Journal of General Internal Medicine

, Volume 21, Issue 7, pp 715–721 | Cite as

The impact of a suspicious prostate biopsy on patients’ psychological, socio-behavioral, and medical care outcomes

  • Floyd J. FowlerJr
  • Michael J. Barry
  • Beth Walker-Corkery
  • Jean-Francois Caubet
  • David W. Bates
  • Jeong Min Lee
  • Alison Hauser
  • Mary McNaughton-CollinsEmail author
Original Articles


OBJECTIVE: To evaluate the psychological, socio-behavioral, and medical implications of apparently false-positive prostate cancer screening results.
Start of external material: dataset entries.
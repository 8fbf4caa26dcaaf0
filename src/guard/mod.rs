//! Navigation guard resolving what a route request should do given the
//! current session state.
//!
//! The guard is synchronous and side-effect free. While the startup restore
//! is still pending it answers [`RouteDecision::Pending`] for every route,
//! so a shell never flashes the login screen at a user whose session is
//! about to come back.

use std::sync::Arc;

use crate::session::{SessionStatus, SessionStore};

/// Route of the login screen, also the target of redirects.
pub const LOGIN_ROUTE: &str = "/login";
/// Route of the registration screen.
pub const REGISTER_ROUTE: &str = "/register";
/// Route of the home screen.
pub const HOME_ROUTE: &str = "/";

/// What the shell should do with a navigation request.
#[derive(Debug, Clone, PartialEq, Eq)]
pub enum RouteDecision {
    /// Render the requested route
    Proceed,
    /// Session still restoring; show a neutral loading state
    Pending,
    /// Send the visitor to the login screen, remembering where they wanted
    /// to go so a successful login can return them there
    RedirectToLogin { from: String },
    /// Signed-in principals have no business on entry screens
    RedirectHome,
}

/// Decides navigation outcomes from session state.
pub struct RouteGuard {
    session: Arc<SessionStore>,
}

impl RouteGuard {
    pub fn new(session: Arc<SessionStore>) -> Self {
        Self { session }
    }

    /// Resolve a navigation request to `destination`.
    pub fn check(&self, destination: &str) -> RouteDecision {
        match self.session.status() {
            SessionStatus::Restoring => RouteDecision::Pending,
            SessionStatus::Anonymous => {
                if is_entry_route(destination) {
                    RouteDecision::Proceed
                } else {
                    RouteDecision::RedirectToLogin {
                        from: destination.to_string(),
                    }
                }
            }
            SessionStatus::Authenticated(_) => {
                if is_entry_route(destination) {
                    RouteDecision::RedirectHome
                } else {
                    RouteDecision::Proceed
                }
            }
        }
    }
}

/// Entry routes are reachable without a session. A trailing slash does not
/// change the route.
fn is_entry_route(destination: &str) -> bool {
    let destination = if destination.len() > 1 {
        destination.trim_end_matches('/')
    } else {
        destination
    };
    destination == LOGIN_ROUTE || destination == REGISTER_ROUTE
}
//! Dataset model and the request types for dataset mutations.

use serde::{Deserialize, Serialize};

use super::Principal;

/// Largest file the client will accept for upload. Oversized payloads are
/// rejected locally before any network traffic is produced.
pub const MAX_UPLOAD_BYTES: u64 = 10 * 1024 * 1024;

/// Who can see a dataset.
#[derive(Debug, Clone, Copy, Serialize, Deserialize, PartialEq, Eq)]
#[serde(rename_all = "lowercase")]
pub enum Visibility {
    Public,
    Private,
}

impl Visibility {
    pub fn as_str(&self) -> &'static str {
        match self {
            Visibility::Public => "public",
            Visibility::Private => "private",
        }
    }

    pub fn from_str(s: &str) -> Option<Self> {
        match s {
            "public" => Some(Visibility::Public),
            "private" => Some(Visibility::Private),
            _ => None,
        }
    }
}

impl Default for Visibility {
    /// New uploads stay private until the owner opts in to sharing.
    fn default() -> Self {
        Visibility::Private
    }
}

/// A dataset published on the platform.
#[derive(Debug, Clone, Serialize, Deserialize)]
#[serde(rename_all = "camelCase")]
pub struct Dataset {
    pub id: String,
    pub name: String,
    pub description: String,
    #[serde(default)]
    pub tags: Vec<String>,
    pub file_type: String,
    /// File size in bytes. Render with [`format_size`].
    pub size: u64,
    pub visibility: Visibility,
    pub owner_id: String,
    pub owner_name: String,
    pub created_at: String,
    pub last_updated: String,
    #[serde(default)]
    pub downloads: i64,
    #[serde(skip_serializing_if = "Option::is_none")]
    pub columns: Option<i64>,
    #[serde(skip_serializing_if = "Option::is_none")]
    pub rows: Option<i64>,
    #[serde(skip_serializing_if = "Option::is_none")]
    pub preview: Option<Vec<serde_json::Value>>,
}

impl Dataset {
    pub fn is_owned_by(&self, principal: &Principal) -> bool {
        self.owner_id == principal.id
    }
}

/// File contents staged for upload.
#[derive(Debug, Clone)]
pub struct FilePayload {
    pub filename: String,
    pub content_type: String,
    pub bytes: Vec<u8>,
}

impl FilePayload {
    pub fn size(&self) -> u64 {
        self.bytes.len() as u64
    }
}

/// Request for publishing a new dataset.
#[derive(Debug, Clone)]
pub struct CreateDatasetRequest {
    pub name: String,
    pub description: String,
    pub tags: Vec<String>,
    pub visibility: Visibility,
    pub file: FilePayload,
}

/// Partial update for an existing dataset. `None` fields are left untouched.
#[derive(Debug, Clone, Default)]
pub struct UpdateDatasetRequest {
    pub name: Option<String>,
    pub description: Option<String>,
    pub tags: Option<Vec<String>>,
    pub visibility: Option<Visibility>,
}

/// A downloaded dataset file, ready to hand to the host shell for saving.
#[derive(Clone)]
pub struct DatasetDownload {
    pub filename: String,
    pub content_type: Option<String>,
    pub bytes: Vec<u8>,
}

impl std::fmt::Debug for DatasetDownload {
    fn fmt(&self, f: &mut std::fmt::Formatter<'_>) -> std::fmt::Result {
        f.debug_struct("DatasetDownload")
            .field("filename", &self.filename)
            .field("content_type", &self.content_type)
            .field("bytes", &format!("{} bytes", self.bytes.len()))
            .finish()
    }
}

/// Human-readable file size, e.g. `"2.5 MB"`. Uses 1024-based units and
/// trims trailing zeros from the fraction.
pub fn format_size(bytes: u64) -> String {
    const UNITS: [&str; 4] = ["B", "KB", "MB", "GB"];
    if bytes == 0 {
        return "0 B".to_string();
    }
    let mut value = bytes as f64;
    let mut unit = 0;
    while value >= 1024.0 && unit < UNITS.len() - 1 {
        value /= 1024.0;
        unit += 1;
    }
    let formatted = format!("{value:.2}");
    let formatted = formatted.trim_end_matches('0').trim_end_matches('.');
    format!("{} {}", formatted, UNITS[unit])
}

#[cfg(test)]
mod tests {
    use super::*;

    #[test]
    fn test_format_size_basics() {
        assert_eq!(format_size(0), "0 B");
        assert_eq!(format_size(512), "512 B");
        assert_eq!(format_size(1023), "1023 B");
        assert_eq!(format_size(1024), "1 KB");
        assert_eq!(format_size(1536), "1.5 KB");
        assert_eq!(format_size(2_621_440), "2.5 MB");
        assert_eq!(format_size(10 * 1024 * 1024), "10 MB");
    }

    #[test]
    fn test_format_size_caps_at_gigabytes() {
        assert_eq!(format_size(3 * 1024 * 1024 * 1024), "3 GB");
        // Terabyte-scale values still render in GB.
        assert_eq!(format_size(2048 * 1024 * 1024 * 1024), "2048 GB");
    }

    #[test]
    fn test_visibility_round_trip() {
        assert_eq!(Visibility::from_str("public"), Some(Visibility::Public));
        assert_eq!(Visibility::from_str("private"), Some(Visibility::Private));
        assert_eq!(Visibility::from_str("unlisted"), None);
        assert_eq!(Visibility::Public.as_str(), "public");
        assert_eq!(Visibility::default(), Visibility::Private);
    }
}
METHODS: One hundred and twenty-one men with a benign prostate biopsy performed in response to a suspicious screening test (biopsy group) and 164 men with a normal prostate-specific antigen (PSA) test result (normal PSA group) responded to a questionnaire 6 weeks, 6 and 12 months after their biopsy or PSA test.

RESULTS: The mean (±SD) age of respondents was 61±9 years (range, 41 to 88 years). One year later, 26% (32/121) of men in the biopsy group reported having worried “a lot” or “some of the time” that they may develop prostate cancer, compared with 6% (10/164) in the normal PSA group (P<.001). Forty-six percent of the biopsy group reported thinking their wife or significant other was concerned about prostate cancer, versus 14% in the normal PSA group (P<.001). Medical record review showed that biopsied men were more likely than those in the normal PSA group to have had at least 1 follow-up PSA test over the year (73% vs 42%, P<.001), more likely to have had another biopsy (15% vs 1%, P<.001), and more likely to have visited a urologist (71% vs 13%, P<.001).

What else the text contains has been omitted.